In Lebanon, a significant portion of women who have been elected or appointed to important political roles have done so through family ties with existing or former powerful politicians. Nayla Moawad for instance, is the widow of former Lebanese President Rene Moawad who was assassinated; and Bahia Hariri, later elected in 2008 as Minister of Education was the sister of former Prime Minister Rafik Hariri. Stereotypes surrounding women's lack of interest in politics and power are frequently used as an excuse for the under representation of women in Lebanese politics; however, it is the lack of faith and support for female leaders in members of society due to societal norms and gender roles that causes this discrepancy in representation.

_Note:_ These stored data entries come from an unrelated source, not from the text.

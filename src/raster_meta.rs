//! GeoTIFF metadata reader.
//!
//! Reads only the first image file directory: dimensions, the georeferencing
//! tags and the GeoKey directory. Pixel data is never decoded.

use std::fs::File;
use std::io::{BufReader, Read, Seek};
use std::path::Path;

use tiff::decoder::ifd::Value;
use tiff::decoder::Decoder;
use tiff::tags::Tag;

use crate::error::ExtractionError;
use crate::geometry::BoundingBox;

// GeoTIFF Tag IDs
pub const GEOTIFF_MODELPIXELSCALE: u16 = 33550;
pub const GEOTIFF_MODELTIEPOINT: u16 = 33922;
pub const GEOTIFF_MODELTRANSFORMATION: u16 = 34264;
pub const GEOTIFF_GEOKEYDIRECTORY: u16 = 34735;

// GeoKey IDs
pub const GT_MODEL_TYPE_GEO_KEY: u16 = 1024;
pub const GT_RASTER_TYPE_GEO_KEY: u16 = 1025;
pub const GEOGRAPHIC_TYPE_GEO_KEY: u16 = 2048;
pub const PROJECTED_CS_TYPE_GEO_KEY: u16 = 3072;
pub const PROJECTION_GEO_KEY: u16 = 3074;

// GeoKey values
pub const MODEL_TYPE_PROJECTED: u16 = 1;
pub const MODEL_TYPE_GEOGRAPHIC: u16 = 2;
pub const RASTER_PIXEL_IS_AREA: u16 = 1;
pub const RASTER_PIXEL_IS_POINT: u16 = 2;
/// GeoKey value marking a user-defined CRS, which has no EPSG code
pub const USER_DEFINED: u16 = 32767;

/// Map a GeoTIFF tag number to the decoder's tag enum.
fn geotiff_tag(code: u16) -> Tag {
    Tag::from_u16_exhaustive(code)
}

/// Raw georeferencing tags of a GeoTIFF.
#[derive(Debug, Clone, Default, PartialEq)]
pub struct GeoTransform {
    /// ModelPixelScale: `[ScaleX, ScaleY, ScaleZ]`
    pub pixel_scale: Option<[f64; 3]>,
    /// First ModelTiepoint: `[I, J, K, X, Y, Z]`
    pub tiepoint: Option<[f64; 6]>,
    /// ModelTransformation: row-major 4x4 matrix
    pub transformation: Option<[f64; 16]>,
}

impl GeoTransform {
    /// Affine pixel-to-model transform, preferring ModelTransformation when present.
    #[must_use]
    pub fn affine(&self) -> Option<Affine> {
        if let Some(m) = &self.transformation {
            return Some(Affine {
                a: m[0],
                b: m[1],
                c: m[3],
                d: m[4],
                e: m[5],
                f: m[7],
            });
        }
        let (scale, tie) = (self.pixel_scale?, self.tiepoint?);
        // Tiepoint (i, j, k, x, y, z) maps pixel (i,j,k) to world (x,y,z); rows grow southward
        Some(Affine {
            a: scale[0],
            b: 0.0,
            c: tie[3] - tie[0] * scale[0],
            d: 0.0,
            e: -scale[1],
            f: tie[4] + tie[1] * scale[1],
        })
    }
}

/// Pixel `(col, row)` to model `(x, y)`: `x = a*col + b*row + c`, `y = d*col + e*row + f`.
#[derive(Debug, Clone, Copy, PartialEq)]
pub struct Affine {
    pub a: f64,
    pub b: f64,
    pub c: f64,
    pub d: f64,
    pub e: f64,
    pub f: f64,
}

impl Affine {
    #[must_use]
    pub fn apply(&self, col: f64, row: f64) -> (f64, f64) {
        (
            self.a * col + self.b * row + self.c,
            self.d * col + self.e * row + self.f,
        )
    }
}

/// CRS-related keys parsed from a GeoKeyDirectory.
#[derive(Debug, Clone, Copy, Default, PartialEq, Eq)]
pub struct GeoKeys {
    pub model_type: Option<u16>,
    pub raster_type: Option<u16>,
    pub geographic_type: Option<u16>,
    pub projected_type: Option<u16>,
    /// ProjectionGeoKey: a projection without a full projected CRS code
    pub projection: Option<u16>,
}

impl GeoKeys {
    /// Parse the directory header and entries.
    ///
    /// Layout: `[version, revision, minor, count, (key, location, count, value)*]`.
    /// Only keys stored inline (location 0) are read; the CRS keys always are.
    #[must_use]
    pub fn parse(directory: &[u16]) -> Self {
        let mut keys = Self::default();
        let Some(&count) = directory.get(3) else {
            return keys;
        };
        for entry in directory[4..].chunks_exact(4).take(usize::from(count)) {
            let (key_id, location, value) = (entry[0], entry[1], entry[3]);
            if location != 0 {
                continue;
            }
            match key_id {
                GT_MODEL_TYPE_GEO_KEY => keys.model_type = Some(value),
                GT_RASTER_TYPE_GEO_KEY => keys.raster_type = Some(value),
                GEOGRAPHIC_TYPE_GEO_KEY => keys.geographic_type = Some(value),
                PROJECTED_CS_TYPE_GEO_KEY => keys.projected_type = Some(value),
                PROJECTION_GEO_KEY => keys.projection = Some(value),
                _ => {}
            }
        }
        keys
    }

    /// Resolve the EPSG code of the raster's CRS.
    ///
    /// A projected model only resolves through ProjectedCSTypeGeoKey and a
    /// geographic model only through GeographicTypeGeoKey. The other key is
    /// never used as a substitute, since it names a different kind of
    /// coordinate. Without a model type the projected key is tried first.
    ///
    /// # Errors
    /// `MissingCrs` when the matching key is not set, `UnsupportedCrs` for a
    /// user-defined CRS or a projection given only through ProjectionGeoKey.
    pub fn epsg_code(&self) -> Result<i32, ExtractionError> {
        let code = match self.model_type {
            Some(MODEL_TYPE_PROJECTED) => {
                let code = self.projected_type.filter(|&c| c != 0);
                if code.is_none() {
                    if let Some(projection) = self.projection.filter(|&c| c != 0) {
                        return Err(ExtractionError::UnsupportedCrs(i32::from(projection)));
                    }
                }
                code
            }
            Some(MODEL_TYPE_GEOGRAPHIC) => self.geographic_type.filter(|&c| c != 0),
            _ => [self.projected_type, self.geographic_type]
                .into_iter()
                .flatten()
                .find(|&c| c != 0),
        };
        match code {
            Some(USER_DEFINED) => Err(ExtractionError::UnsupportedCrs(i32::from(USER_DEFINED))),
            Some(code) => Ok(i32::from(code)),
            None => Err(ExtractionError::MissingCrs),
        }
    }

    #[must_use]
    pub fn pixel_is_point(&self) -> bool {
        self.raster_type == Some(RASTER_PIXEL_IS_POINT)
    }
}

/// Metadata of one GeoTIFF, as needed to compute its footprint.
#[derive(Debug, Clone)]
pub struct RasterMetadata {
    /// Image width in pixels
    pub width: u32,
    /// Image height in pixels
    pub height: u32,
    pub geo_transform: GeoTransform,
    /// `None` when the file has no GeoKeyDirectory
    pub geo_keys: Option<GeoKeys>,
}

impl RasterMetadata {
    /// Open a GeoTIFF file and read its metadata.
    ///
    /// # Errors
    /// Returns an error if the file cannot be opened or is not a TIFF.
    pub fn open<P: AsRef<Path>>(path: P) -> Result<Self, ExtractionError> {
        let file = File::open(path)?;
        Self::from_reader(BufReader::new(file))
    }

    /// Read metadata from any seekable source.
    ///
    /// # Errors
    /// Returns an error if the data is not a TIFF or a georeferencing tag is malformed.
    pub fn from_reader<R: Read + Seek>(reader: R) -> Result<Self, ExtractionError> {
        let mut decoder = Decoder::new(reader)?;
        let (width, height) = decoder.dimensions()?;

        let pixel_scale = find_f64_vec(&mut decoder, GEOTIFF_MODELPIXELSCALE)?
            .map(|v| fixed::<3>(&v, "ModelPixelScale"))
            .transpose()?;
        let tiepoint = find_f64_vec(&mut decoder, GEOTIFF_MODELTIEPOINT)?
            .map(|v| fixed::<6>(&v, "ModelTiepoint"))
            .transpose()?;
        let transformation = find_f64_vec(&mut decoder, GEOTIFF_MODELTRANSFORMATION)?
            .map(|v| fixed::<16>(&v, "ModelTransformation"))
            .transpose()?;

        let geo_keys = decoder
            .find_tag(geotiff_tag(GEOTIFF_GEOKEYDIRECTORY))?
            .map(Value::into_u16_vec)
            .transpose()?
            .map(|directory| GeoKeys::parse(&directory));

        Ok(Self {
            width,
            height,
            geo_transform: GeoTransform {
                pixel_scale,
                tiepoint,
                transformation,
            },
            geo_keys,
        })
    }

    /// EPSG code of the native CRS.
    ///
    /// # Errors
    /// See [`GeoKeys::epsg_code`]; `MissingCrs` if there is no GeoKeyDirectory.
    pub fn crs_code(&self) -> Result<i32, ExtractionError> {
        self.geo_keys
            .as_ref()
            .ok_or(ExtractionError::MissingCrs)?
            .epsg_code()
    }

    /// Bounding box in the native CRS, taken over all four pixel-grid corners.
    ///
    /// For PixelIsPoint rasters the grid is shifted by half a pixel so the box
    /// covers the pixel areas rather than their centers.
    ///
    /// # Errors
    /// `MissingGeoreference` if the file has no usable georeferencing tags.
    pub fn native_bounds(&self) -> Result<BoundingBox, ExtractionError> {
        let affine = self
            .geo_transform
            .affine()
            .ok_or(ExtractionError::MissingGeoreference)?;
        let offset = if self.geo_keys.is_some_and(|k| k.pixel_is_point()) {
            -0.5
        } else {
            0.0
        };
        let (w, h) = (f64::from(self.width) + offset, f64::from(self.height) + offset);
        let corners = [(offset, offset), (w, offset), (w, h), (offset, h)]
            .map(|(col, row)| affine.apply(col, row));
        BoundingBox::from_points(corners).ok_or(ExtractionError::MissingGeoreference)
    }
}

fn find_f64_vec<R: Read + Seek>(
    decoder: &mut Decoder<R>,
    code: u16,
) -> Result<Option<Vec<f64>>, ExtractionError> {
    Ok(decoder
        .find_tag(geotiff_tag(code))?
        .map(Value::into_f64_vec)
        .transpose()?)
}

fn fixed<const N: usize>(values: &[f64], name: &str) -> Result<[f64; N], ExtractionError> {
    values
        .get(..N)
        .and_then(|s| <[f64; N]>::try_from(s).ok())
        .ok_or_else(|| ExtractionError::Tiff(format!("{name} has {} values, expected {N}", values.len())))
}

#[cfg(test)]
mod tests {
    use super::*;

    fn utm_keys() -> Vec<u16> {
        vec![
            1, 1, 0, 3,
            GT_MODEL_TYPE_GEO_KEY, 0, 1, MODEL_TYPE_PROJECTED,
            GT_RASTER_TYPE_GEO_KEY, 0, 1, RASTER_PIXEL_IS_AREA,
            PROJECTED_CS_TYPE_GEO_KEY, 0, 1, 32636,
        ]
    }

    #[test]
    fn test_parse_projected_keys() {
        let keys = GeoKeys::parse(&utm_keys());
        assert_eq!(keys.model_type, Some(MODEL_TYPE_PROJECTED));
        assert_eq!(keys.projected_type, Some(32636));
        assert!(!keys.pixel_is_point());
        assert_eq!(keys.epsg_code().unwrap(), 32636);
    }

    #[test]
    fn test_parse_geographic_keys() {
        let directory = [
            1, 1, 0, 2,
            GT_MODEL_TYPE_GEO_KEY, 0, 1, MODEL_TYPE_GEOGRAPHIC,
            GEOGRAPHIC_TYPE_GEO_KEY, 0, 1, 4326,
        ];
        assert_eq!(GeoKeys::parse(&directory).epsg_code().unwrap(), 4326);
    }

    #[test]
    fn test_parse_truncated_directory() {
        assert_eq!(GeoKeys::parse(&[1, 1]), GeoKeys::default());
        // Header claims more keys than present
        let keys = GeoKeys::parse(&[1, 1, 0, 5, GEOGRAPHIC_TYPE_GEO_KEY, 0, 1, 4326]);
        assert_eq!(keys.geographic_type, Some(4326));
    }

    #[test]
    fn test_keys_stored_elsewhere_are_ignored() {
        let directory = [1, 1, 0, 1, PROJECTED_CS_TYPE_GEO_KEY, 34736, 1, 0];
        assert!(matches!(
            GeoKeys::parse(&directory).epsg_code(),
            Err(ExtractionError::MissingCrs)
        ));
    }

    #[test]
    fn test_projected_model_never_falls_back_to_geographic_key() {
        let directory = [
            1, 1, 0, 2,
            GT_MODEL_TYPE_GEO_KEY, 0, 1, MODEL_TYPE_PROJECTED,
            GEOGRAPHIC_TYPE_GEO_KEY, 0, 1, 4326,
        ];
        assert!(matches!(
            GeoKeys::parse(&directory).epsg_code(),
            Err(ExtractionError::MissingCrs)
        ));
    }

    #[test]
    fn test_projection_key_alone_is_unsupported() {
        // UTM 36N given as a projection code plus a geographic datum
        let directory = [
            1, 1, 0, 3,
            GT_MODEL_TYPE_GEO_KEY, 0, 1, MODEL_TYPE_PROJECTED,
            GEOGRAPHIC_TYPE_GEO_KEY, 0, 1, 4326,
            PROJECTION_GEO_KEY, 0, 1, 16036,
        ];
        let keys = GeoKeys::parse(&directory);
        assert_eq!(keys.projection, Some(16036));
        assert!(matches!(keys.epsg_code(), Err(ExtractionError::UnsupportedCrs(16036))));
    }

    #[test]
    fn test_geographic_model_ignores_projected_key() {
        let keys = GeoKeys {
            model_type: Some(MODEL_TYPE_GEOGRAPHIC),
            projected_type: Some(32636),
            ..GeoKeys::default()
        };
        assert!(matches!(keys.epsg_code(), Err(ExtractionError::MissingCrs)));
    }

    #[test]
    fn test_user_defined_crs_is_unsupported() {
        let directory = [1, 1, 0, 1, PROJECTED_CS_TYPE_GEO_KEY, 0, 1, USER_DEFINED];
        assert!(matches!(
            GeoKeys::parse(&directory).epsg_code(),
            Err(ExtractionError::UnsupportedCrs(32767))
        ));
    }

    #[test]
    fn test_bounds_from_scale_and_tiepoint() {
        let meta = RasterMetadata {
            width: 100,
            height: 50,
            geo_transform: GeoTransform {
                pixel_scale: Some([10.0, 10.0, 0.0]),
                tiepoint: Some([0.0, 0.0, 0.0, 500_000.0, 4_000_000.0, 0.0]),
                transformation: None,
            },
            geo_keys: Some(GeoKeys::parse(&utm_keys())),
        };
        let bounds = meta.native_bounds().unwrap();
        assert_eq!(bounds, BoundingBox::new(500_000.0, 3_999_500.0, 501_000.0, 4_000_000.0));
    }

    #[test]
    fn test_bounds_pixel_is_point_shift() {
        let mut keys = GeoKeys::parse(&utm_keys());
        keys.raster_type = Some(RASTER_PIXEL_IS_POINT);
        let meta = RasterMetadata {
            width: 10,
            height: 10,
            geo_transform: GeoTransform {
                pixel_scale: Some([1.0, 1.0, 0.0]),
                tiepoint: Some([0.0, 0.0, 0.0, 100.0, 200.0, 0.0]),
                transformation: None,
            },
            geo_keys: Some(keys),
        };
        let bounds = meta.native_bounds().unwrap();
        assert_eq!(bounds, BoundingBox::new(99.5, 190.5, 109.5, 200.5));
    }

    #[test]
    fn test_bounds_from_rotated_transformation() {
        // 90 degree rotation: columns run north, rows run east
        let mut m = [0.0; 16];
        m[1] = 1.0; // x = row + 10
        m[3] = 10.0;
        m[4] = 1.0; // y = col + 20
        m[7] = 20.0;
        m[15] = 1.0;
        let meta = RasterMetadata {
            width: 4,
            height: 2,
            geo_transform: GeoTransform {
                pixel_scale: None,
                tiepoint: None,
                transformation: Some(m),
            },
            geo_keys: None,
        };
        let bounds = meta.native_bounds().unwrap();
        assert_eq!(bounds, BoundingBox::new(10.0, 20.0, 12.0, 24.0));
        assert!(bounds.is_ordered());
    }

    #[test]
    fn test_missing_georeference() {
        let meta = RasterMetadata {
            width: 4,
            height: 4,
            geo_transform: GeoTransform::default(),
            geo_keys: None,
        };
        assert!(matches!(meta.native_bounds(), Err(ExtractionError::MissingGeoreference)));
        assert!(matches!(meta.crs_code(), Err(ExtractionError::MissingCrs)));
    }

    #[test]
    fn test_not_a_tiff() {
        let bytes = b"this is certainly not a tiff".to_vec();
        let result = RasterMetadata::from_reader(std::io::Cursor::new(bytes));
        assert!(matches!(result, Err(ExtractionError::Tiff(_)) | Err(ExtractionError::Io(_))));
    }
}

As of 2009, there had only been 17 women to serve on parliament since suffrage. That number is rather dismal, but it paints the perfect picture of what the outlook of women in parliament is. The lack of women in politics is chalked up the political exclusivity that is bred in Lebanon, constricting societal norms and gender roles. The political arena in the country is mostly made of a small number of elite families that have been in power since the 1950s,1960s, and the beginning of suffrage. There is an extreme lack of women in elected and appointed political positions. To combat the low rate of women's participation in politics and government, the Lebanese Women's Council (LWC) planned a conference in 1998. Along with other women's NGOs, the LWC proposed a quota system to the government to ensure women's equal representation in elections.

The Lebanese constitution is a French system, which promotes equality between "all" citizens. However, in Lebanon the governmental power of the country is separated by the religious factions based on the size of each of their populations. These figures are extremely outdated and are based on a census of the country that was taken in the year 1943.

As of 2009 according to Don Duncan of Le Monde Diplomatique (English edition), "With only 3.1% of seats now occupied by women, Lebanon is at the bottom of the table of parliamentary representation of women in the Middle East, down with conservative Gulf states like: Oman (none), Yemen (0.3%) and Bahrain (2.7%) (2), whereas neighboring Syria has 12.4%, Tunisia has 22.8% and Iraq has a 25% quota for women".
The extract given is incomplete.